Метелились мы с Бочаргиным. Он был матерый мужик и, несомненно, физически превосходил меня, но во мне было больше ярости. Он разбил мне нос, рассек бровь, лицевые кости у меня трещали от полученных ударов, в глазах было темно, и еще этот соленый сквозняк в носу от лившейся оттуда крови, но я разбил ему губы, так что на подбородок у него тоже тек красный ручей, два раза сумел хорошо впаять в ухо, отчего, надо полагать, в голове у него гудело не меньше, чем у меня. Перемещаясь по комнате, мы опрокинули на пол залитый виски синтезатор, смели с рабочего стола Бочаргина стойку с конверторами, под ногами хрустели лазерные диски, аудикассеты, стекло разбитой мною бутылки. Раз Бочаргин схватил стул и, пойдя с ним, как с вилами, попытался припереть меня им к стенке, я сумел перехватить стул за ножки, и наверное, с полминуты мы бездарно выворачивали его друг у друга из рук, каждый при этом еще и пытаясь въехать стулом в другого. Мы прекращали драться, передыхали – и вновь начинали, и так раза три, устроив в комнате настоящий погром и испятнав весь пол кровью.
Юра за все это время так и не поднялся со своего места. Не попытался вмешаться, разнять нас. Не знаю, что он делал, пока мы метелелились, – наблюдал ли за нами, или, наоборот, старательно отворачивался в сторону, чтобы ничего не видеть. Но когда моему взгляду удавалось зацепить его, я видел: он все сидит.
Как известно, всякая война заканчивается миром. Независимо от того, победит кто-нибудь или нет. Просто оттого, что враждующие стороны устанут. Растратят все силы. Вот так же в конце концов растратили силы и мы. Каждый новый удар давался все тяжелее, на каждый приходилось собираться, и почти неизбежно он не достигал цели, хотя и защищаться как следует тоже не было сил.
Мы прекратили побоище, когда дверь комнаты приоткрылась и в щели между нею и косяком возникло лицо соседки.

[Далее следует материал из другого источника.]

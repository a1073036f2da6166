use crate::callback;
use crate::cookie::{self, GraceCookie};
use crate::reader::ReadFlavor;
use crate::state::{DomainState, ENGINE_IDLE, ENGINE_RUNNING, drain_epoch};
use crate::sync::{Arc, Ordering};

/// Main loop of the background engine thread.
///
/// Parks on the wake channel while Idle; producers (`defer`, `start_poll`,
/// `synchronize`) nudge it whenever they raise the requested-generation
/// watermark. Exits when the domain signals shutdown.
///
/// 后台引擎线程的主循环。
/// 空闲时停靠在唤醒通道上；生产者（`defer`、`start_poll`、`synchronize`）
/// 在提升请求代水位时推醒它。域发出关闭信号时退出。
pub(crate) fn engine_main(state: Arc<DomainState>) {
    loop {
        {
            let mut idle = state.wake_lock.lock();
            loop {
                if state.shutdown.load(Ordering::SeqCst) {
                    return;
                }
                // Sleep through foreign drives too: a manual driver that
                // goes Idle with work left always takes the cycle back
                // itself, so there is nothing to poll for here.
                // 连外部驱动也一并睡过去：手动驱动者在尚有工作时转入
                // Idle 后总会自己夺回周期，这里没有什么可轮询的。
                if state.work_pending()
                    && state.engine_state.load(Ordering::SeqCst) == ENGINE_IDLE
                {
                    break;
                }
                idle = state.wake_cv.wait(idle);
            }
        }
        drive(&state);
    }
}

/// Run drain cycles until every requested generation has completed.
///
/// At most one driver owns the cycle at a time (Idle→Running CAS); a
/// concurrent call returns immediately and its work is absorbed by the
/// running driver's loop-back. After releasing Running the driver re-checks
/// for requests that raced the transition and takes the cycle back, so no
/// request is stranded between the final check and the Idle store.
///
/// 运行排空周期，直到所有被请求的代都已完成。
/// 同一时刻至多一个驱动者拥有周期（Idle→Running CAS）；并发调用立即返回，
/// 其工作被正在运行的驱动者的回环吸收。释放 Running 之后，驱动者重查
/// 与状态转换竞争的请求并夺回周期，因此没有请求会被滞留在最终检查与
/// Idle 存储之间。
pub(crate) fn drive(state: &DomainState) {
    loop {
        if state
            .engine_state
            .compare_exchange(ENGINE_IDLE, ENGINE_RUNNING, Ordering::SeqCst, Ordering::SeqCst)
            .is_err()
        {
            return;
        }

        run_cycles(state);

        state.engine_state.store(ENGINE_IDLE, Ordering::SeqCst);
        if !state.work_pending() {
            return;
        }
    }
}

/// The flip → drain → complete → invoke cycle, looped until no backlog.
/// 翻转 → 排空 → 完成 → 调用 的周期，循环直至没有积压。
fn run_cycles(state: &DomainState) {
    loop {
        let generation = state.generation.load(Ordering::SeqCst);
        if generation >= state.requested.load(Ordering::SeqCst) {
            return;
        }
        let completion = generation + 2;
        let epoch = drain_epoch(generation);

        // Snapshot the callbacks this cycle covers and flip the active
        // epoch under the same queue-lock hold. A producer that missed the
        // split therefore reads the post-flip generation and tags the next
        // cycle, so no entry is left queued with an already-satisfied
        // target. Readers that race the flip re-validate and rejoin; they
        // never touch the queue lock.
        // 在同一次队列锁持有期间快照本周期覆盖的回调并翻转活跃纪元。
        // 错过拆分的生产者因此会读到翻转后的代并标记下一个周期，
        // 不会有条目带着已被满足的目标滞留在队列里。与翻转竞争的读者
        // 会重新验证并重新加入；他们从不触碰队列锁。
        let ready = {
            let mut queue = state.callbacks.lock();
            let ready = callback::split_ready(&mut queue, completion);
            state.generation.store(generation + 1, Ordering::SeqCst);
            ready
        };

        // Drain: block until the vacated epoch has no reader left. The last
        // matching exit signals the wait channel; expedited waiters and
        // NMI-safe domains bound the wait with a short re-check interval.
        // 排空：阻塞直到被腾空的纪元没有剩余读者。最后一个匹配的退出向
        // 等待通道发信号；加速等待者与 NMI 安全域用短重查间隔限定等待。
        state.draining.store(true, Ordering::SeqCst);
        {
            let mut channel = state.drain_lock.lock();
            while state.nesting[epoch].count.load(Ordering::SeqCst) != 0 {
                if state.expedited.load(Ordering::SeqCst) > 0 {
                    let (next, _) = state
                        .drain_cv
                        .wait_timeout(channel, state.expedited_poll);
                    channel = next;
                } else if state.flavor.load(Ordering::SeqCst) == ReadFlavor::NmiSafe as u8 {
                    let (next, _) = state.drain_cv.wait_timeout(channel, state.nmisafe_poll);
                    channel = next;
                } else {
                    channel = state.drain_cv.wait(channel);
                }
            }
        }
        state.draining.store(false, Ordering::SeqCst);

        // Mark the generation completed and release everyone it satisfies.
        // The empty critical section pairs with the waiters' re-check, so
        // the broadcast cannot fall between their check and their park.
        // 标记该代完成并释放它满足的所有等待者。空临界区与等待者的重查
        // 配对，广播不会落在他们的检查与停靠之间。
        state.generation.store(completion, Ordering::SeqCst);
        {
            let _done = state.done_lock.lock();
        }
        state.done_cv.notify_all();

        // Invoke the covered callbacks in FIFO order, one at a time, on
        // this task only. A panicking callback is a fatal caller bug; it
        // unwinds the engine and forfeits the domain's liveness.
        // 按 FIFO 顺序逐个在本任务上调用被覆盖的回调。回调 panic 是致命的
        // 调用者 bug；它会展开引擎并放弃该域的活性。
        for entry in ready {
            (entry.func)();
        }
    }
}

/// Block until a full grace period has elapsed.
///
/// Never returns before every reader that entered before the call has
/// exited. Must not be called while the calling thread holds an open reader
/// registration on the same domain (self-deadlock; caller contract).
///
/// 阻塞直到一个完整宽限期结束。
/// 绝不会在本调用之前进入的每个读者都退出之前返回。调用线程在同一域上
/// 持有未关闭的读者注册时不得调用（自死锁；调用者合约）。
pub(crate) fn synchronize(state: &DomainState) {
    let cookie = cookie::start_poll(state);
    wait_for(state, cookie);
}

/// Low-latency variant: while this caller is in flight the engine polls the
/// drain wait with a short interval instead of an unbounded sleep.
/// 低延迟变体：此调用者在途期间，引擎以短间隔轮询排空等待，
/// 而不是无限期睡眠。
pub(crate) fn synchronize_expedited(state: &DomainState) {
    state.expedited.fetch_add(1, Ordering::SeqCst);

    // A drain already parked in an unbounded wait has to notice the switch.
    // 已停靠在无限期等待中的排空必须注意到这次切换。
    {
        let _channel = state.drain_lock.lock();
        state.drain_cv.notify_all();
    }

    let cookie = cookie::start_poll(state);
    wait_for(state, cookie);

    state.expedited.fetch_sub(1, Ordering::SeqCst);
}

/// Park the caller until the engine completes `cookie`'s generation.
/// 停靠调用者，直到引擎完成 `cookie` 的代。
pub(crate) fn wait_for(state: &DomainState, cookie: GraceCookie) {
    let mut done = state.done_lock.lock();
    while !cookie::poll_state(state, cookie) {
        done = state.done_cv.wait(done);
    }
}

– Вот как оно! Кровищи-то! Гладиаторы прямо! – В голосе ее звучало что-то подобное глубокой и сильной радости. Как бы она оказалась в том древнеримском цирке, где и в самом деле сражались гладиаторы, и увиденное зрелище подарило ей подлинное чувство праздника. – Что, вызываем милицию?! – вопросила она затем, то ли высказывая угрозу, то ли интересуясь так у соседа, каковы его планы касательно дальнейшего времяпрепровождения.
И вновь это было произнесено так, будто она и вправду находилась в том древнеримском цирке и намеревалась решать, поднять палец вверх или опустить.